В конце концов ты подходишь ей больше, чем я. Я никогда не пользовался успехом у женщин.
Тут я не смог сдержать улыбки.
— А я пользовался?
Он смутился.
— Перестань, Анджело. Ты знаешь, о чем я говорю.
Истории о твоих похождениях рассказывают по всему миру.
Я рассмеялся.
— Хорошо бы услышать хоть одну. Возможно, я узнаю о себе что-нибудь интересное.
— Анджело, ты можешь дать мне честный ответ на один вопрос? — чувствовалось, что для него это вопрос жизни и смерти.
— Попробую.
— У тебя был роман с моей женой?
— Нет, — ответил я, глядя ему прямо в глаза. И сказал я чистую правду. После замужества Бобби между нами ничего не было.
Он глубоко вздохнул и кивнул.
— Благодарю. Теперь я могу больше не думать об этом.
— Это точно.
Он повернулся и направился к двери.
— Лорен, — позвал я его.
— Да, Анджело? — он остановился на полпути, обернулся.
— А ты можешь дать мне честный ответ на один вопрос?
Он вернулся к моему столу.
— Попробую.
— Если я смогу найти компромисс между тобой и дедом, ты прекратишь эту глупую войну, в результате которой пострадает один из вас, а компании будет нанесен. чувствительный урон?
Его лицо окаменело. В это мгновение как никогда раньше он напомнил мне своего деда.
— Нет.
— Почему?
— Потому что он деспот. И я не позволю ему растоптать меня, как он растоптал моего отца.

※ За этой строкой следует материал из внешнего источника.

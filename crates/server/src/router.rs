//! Route assembly and shared request state.

use axum::Router;
use axum::routing::{get, post};
use restream_engine::{ChunkStore, StreamEngine};

use crate::connector::UpstreamConnector;
use crate::handlers::{
    cancel_handler, produce_handler, produce_with_id_handler, resume_handler, status_handler,
    text_handler,
};

/// State shared by every API route.
#[derive(Clone)]
pub struct ApiContext<C, U>
where
    C: ChunkStore,
    U: UpstreamConnector,
{
    /// The stream engine serving all routes
    pub engine: StreamEngine<C>,
    /// Opens upstream sources for produce requests
    pub connector: U,
}

/// Build the versioned API router over the given context.
pub fn api_router<C, U>(ctx: ApiContext<C, U>) -> Router
where
    C: ChunkStore,
    U: UpstreamConnector,
{
    Router::new()
        .route("/v1/streams", post(produce_handler).with_state(ctx.clone()))
        .route(
            "/v1/streams/{stream_id}",
            get(resume_handler)
                .post(produce_with_id_handler)
                .with_state(ctx.clone()),
        )
        .route(
            "/v1/streams/{stream_id}/cancel",
            post(cancel_handler).with_state(ctx.clone()),
        )
        .route(
            "/v1/streams/{stream_id}/status",
            get(status_handler).with_state(ctx.clone()),
        )
        .route(
            "/v1/streams/{stream_id}/text",
            get(text_handler).with_state(ctx),
        )
}
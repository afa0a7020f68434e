//! Stream lifecycle: cancellation and status reads.

use std::sync::Arc;

use restream_store::{ChunkStore, StoreError, StreamId, TerminalState};
use serde::Serialize;
use tracing::{debug, info};

use crate::engine::EngineInner;
use crate::error::{EngineError, EngineResult};
use crate::frame::StreamState;

/// Point-in-time view of one stream.
#[derive(Debug, Clone, PartialEq, Eq, Serialize)]
pub struct StreamStatus {
    /// The stream id
    pub stream_id: StreamId,
    /// Count of persisted chunks, equal to the next sequence number
    pub seq: u64,
    /// Running, or the terminal state
    pub state: StreamState,
    /// Failure message when the stream failed
    #[serde(skip_serializing_if = "Option::is_none")]
    pub error_message: Option<String>,
}

/// Pure read of the stream's persisted metadata.
pub(crate) async fn status<C: ChunkStore>(
    inner: &Arc<EngineInner<C>>,
    stream_id: &StreamId,
) -> EngineResult<StreamStatus> {
    let Some(meta) = inner.store.stream_meta(stream_id).await? else {
        return Err(EngineError::StreamNotFound(stream_id.clone()));
    };
    Ok(StreamStatus {
        stream_id: stream_id.clone(),
        seq: meta.next_seq,
        state: StreamState::from(meta.terminal),
        error_message: meta.error_message,
    })
}

/// Cancel a stream, idempotently, and report its final status.
///
/// An active producer is stopped cooperatively and the call waits for it to
/// persist the terminal state. With no producer, a non-terminal stream is
/// the orphan case: the terminal state is forced directly. Canceling an
/// already-terminal stream is a no-op success.
pub(crate) async fn cancel<C: ChunkStore>(
    inner: &Arc<EngineInner<C>>,
    stream_id: &StreamId,
) -> EngineResult<StreamStatus> {
    if let Some(handle) = inner.registry.producer_handle(stream_id) {
        info!("canceling active producer for stream {stream_id}");
        handle.cancel.cancel();
        tokio::select! {
            () = handle.done.cancelled() => {}
            () = inner.shutdown.cancelled() => return Err(EngineError::ShutDown),
        }
        return status(inner, stream_id).await;
    }

    let Some(meta) = inner.store.stream_meta(stream_id).await? else {
        return Err(EngineError::StreamNotFound(stream_id.clone()));
    };

    if let Some(state) = meta.terminal {
        debug!("cancel of stream {stream_id}: already terminal ({state})");
        return status(inner, stream_id).await;
    }

    // No producer and not terminal: the producer died (or was shut down)
    // before marking the stream. Force the terminal state; first write still
    // wins if something else terminates it concurrently.
    info!("force-canceling orphaned stream {stream_id}");
    match inner
        .store
        .set_terminal(stream_id, TerminalState::Canceled, None)
        .await
    {
        Ok(()) => {}
        Err(StoreError::TerminalConflict { existing, .. }) => {
            debug!("stream {stream_id} went terminal ({existing}) during cancel");
        }
        Err(error) => return Err(error.into()),
    }

    let resolved = status(inner, stream_id).await?;
    // Stray live readers are closed with the resolved state; catching-up
    // slots are left to their attachment tasks, which will observe the
    // terminal stream and close in order.
    for slot in inner.registry.finish_produce(stream_id) {
        slot.flush_and_close(resolved.state, resolved.error_message.as_deref());
    }
    Ok(resolved)
}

— Но это было так давно. Теперь он глубокий старик и не вылезает из инвалидной коляски.
— Он и тогда был стариком и сидел в той же коляске, — последовал ответ. — Но это не остановило его и не остановит теперь! — глаза Лорена превратились в две ледышки. — Кроме того, тебе не доводилось войти в комнату и найти там своего отца с разнесенной выстрелом головой.
Я не отвел глаз.
— И ты уверен, что вина лежит на Номере Один?

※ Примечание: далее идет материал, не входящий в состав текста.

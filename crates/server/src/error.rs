//! Server and request error types.

use axum::Json;
use axum::http::StatusCode;
use axum::response::{IntoResponse, Response};
use restream_engine::EngineError;
use serde_json::json;
use thiserror::Error;

use crate::connector::ConnectorError;

/// Errors starting or running the HTTP server.
#[derive(Debug, Error)]
pub enum ServerError {
    /// The server has already been started.
    #[error("the server has already been started")]
    AlreadyStarted,

    /// Failed to bind to the listen address.
    #[error("failed to bind to address: {0}")]
    Bind(#[from] std::io::Error),
}

/// Request-level errors, rendered as `{"error": …}` JSON.
#[derive(Debug, Error)]
pub enum ApiError {
    /// The engine rejected or failed the operation.
    #[error(transparent)]
    Engine(#[from] EngineError),

    /// The upstream connector refused to open a source.
    #[error("upstream connector error: {0}")]
    Connector(ConnectorError),

    /// The request itself is unusable.
    #[error("{0}")]
    BadRequest(String),
}

impl IntoResponse for ApiError {
    fn into_response(self) -> Response {
        let status = match &self {
            Self::Engine(EngineError::StreamNotFound(_)) => StatusCode::NOT_FOUND,
            Self::Engine(EngineError::ShutDown) => StatusCode::SERVICE_UNAVAILABLE,
            Self::Engine(_) => StatusCode::INTERNAL_SERVER_ERROR,
            Self::Connector(_) => StatusCode::BAD_GATEWAY,
            Self::BadRequest(_) => StatusCode::BAD_REQUEST,
        };
        (status, Json(json!({ "error": self.to_string() }))).into_response()
    }
}
use crate::types::{StreamId, TerminalState};

/// Result type for chunk store operations
pub type StoreResult<T> = Result<T, StoreError>;

/// Errors that can occur in chunk store operations
#[derive(Debug, thiserror::Error)]
pub enum StoreError {
    /// Storage backend error
    #[error("storage backend error: {0}")]
    Backend(String),

    /// IO error
    #[error("io error: {0}")]
    Io(#[from] std::io::Error),

    /// Stream does not exist
    #[error("stream not found: {0}")]
    StreamNotFound(StreamId),

    /// Append attempted on a stream that is already terminal
    #[error("stream {stream_id} is already terminal ({state})")]
    StreamTerminal {
        /// Stream the append was addressed to
        stream_id: StreamId,
        /// Terminal state the stream is in
        state: TerminalState,
    },

    /// A different terminal state was already written (first write wins)
    #[error("stream {stream_id} already terminal as {existing}, rejected {requested}")]
    TerminalConflict {
        /// Stream the write was addressed to
        stream_id: StreamId,
        /// Terminal state already persisted
        existing: TerminalState,
        /// Terminal state the caller tried to write
        requested: TerminalState,
    },
}
//! Upstream source contract.

use async_trait::async_trait;
use bytes::Bytes;

/// Error reported by an upstream source
#[derive(Debug, thiserror::Error)]
#[error("{message}")]
pub struct UpstreamError {
    message: String,
}

impl UpstreamError {
    /// Create a new upstream error
    pub fn new(message: impl Into<String>) -> Self {
        Self {
            message: message.into(),
        }
    }
}

impl From<&str> for UpstreamError {
    fn from(message: &str) -> Self {
        Self::new(message)
    }
}

impl From<String> for UpstreamError {
    fn from(message: String) -> Self {
        Self::new(message)
    }
}

/// The start/read/end contract for one upstream generation.
///
/// The engine pulls chunks until `Ok(None)` (clean end) or an error
/// (terminal failure). Sources are consumed by exactly one producer task;
/// the engine never retries or restarts one.
#[async_trait]
pub trait UpstreamSource: Send + 'static {
    /// Pull the next chunk; `Ok(None)` means the upstream finished
    async fn next_chunk(&mut self) -> Result<Option<Bytes>, UpstreamError>;
}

— У меня нет ни малейшего сомнения, — твердо заявил он.
Я поднялся.
— Извини, что затронул эту тему. Твой дед сожрал бы меня живьем, если б узнал об этом. Но у меня сложилось о тебе не правильное впечатление.
— В каком смысле?
— Мне казалось, будто в тебе осталось что-то человеческое.
Глава 7
Марион Стивенсон, глава службы безопасности «Вифлеем моторс компания, более всего напоминал безликого агента ФБР, каковым он, собственно, и был до выхода в отставку. Таких никогда не замечаешь в толпе, и выделялся он разве что одним — удивительно светлыми глазами. Иной раз казалось, что сквозь них можно увидеть его затылок.
— Вы хотели поговорить со мной, мистер Перино? — бесцветным голосом спросил он.
— Да, мистер Стивенсон. И очень благодарен вам, что вы смогли заглянуть ко мне, — обычно я не прибегал к столь официальному тону, но в данном случае помнил, как рассердился Стивенсон, узнав, что испытательный полигон охраняют люди Барнса. Воспитанник мистера Гувера, он воспринял мое тогдашнее решение как личное оскорбление. — Садитесь, пожалуйста.